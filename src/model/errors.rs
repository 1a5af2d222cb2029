//! # Model Errors

use thiserror::Error;

use crate::adapter::AdapterError;

/// Result type for model operations
pub type ModelResult<T> = Result<T, ModelError>;

/// Errors raised while mapping records to models
#[derive(Debug, Error)]
pub enum ModelError {
    #[error(transparent)]
    Adapter(#[from] AdapterError),

    #[error("Missing field: {0}")]
    MissingField(&'static str),

    #[error("Invalid field {field}: expected {expected}")]
    InvalidField {
        field: &'static str,
        expected: &'static str,
    },

    /// The record has no key yet, so it cannot be addressed
    #[error("{0} has not been saved")]
    Unsaved(&'static str),

    #[error("{0} was not persisted")]
    NotPersisted(&'static str),

    #[error("Invalid base64 contents: {0}")]
    Decode(#[from] base64::DecodeError),
}

impl ModelError {
    /// Get HTTP status code
    pub fn status_code(&self) -> u16 {
        match self {
            ModelError::Adapter(e) => e.status_code(),
            _ => 500,
        }
    }
}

# EXERCISE:
The whole listing above is to be copied exactly.

# SOLUTION FOR THIS PROBLEM:
filename src/model/errors.rs
repository 1a5af2d222cb2029
//! # Model Errors

use thiserror::Error;

use crate::adapter::AdapterError;

/// Result type for model operations
pub type ModelResult<T> = Result<T, ModelError>;

/// Errors raised while mapping records to models
#[derive(Debug, Error)]
pub enum ModelError {
    #[error(transparent)]
    Adapter(#[from] AdapterError),

    #[error("Missing field: {0}")]
    MissingField(&'static str),

    #[error("Invalid field {field}: expected {expected}")]
    InvalidField {
        field: &'static str,
        expected: &'static str,
    },

    /// The record has no key yet, so it cannot be addressed
    #[error("{0} has not been saved")]
    Unsaved(&'static str),

    #[error("{0} was not persisted")]
    NotPersisted(&'static str),

    #[error("Invalid base64 contents: {0}")]
    Decode(#[from] base64::DecodeError),
}

impl ModelError {
    /// Get HTTP status code
    pub fn status_code(&self) -> u16 {
        match self {
            ModelError::Adapter(e) => e.status_code(),
            _ => 500,
        }
    }
}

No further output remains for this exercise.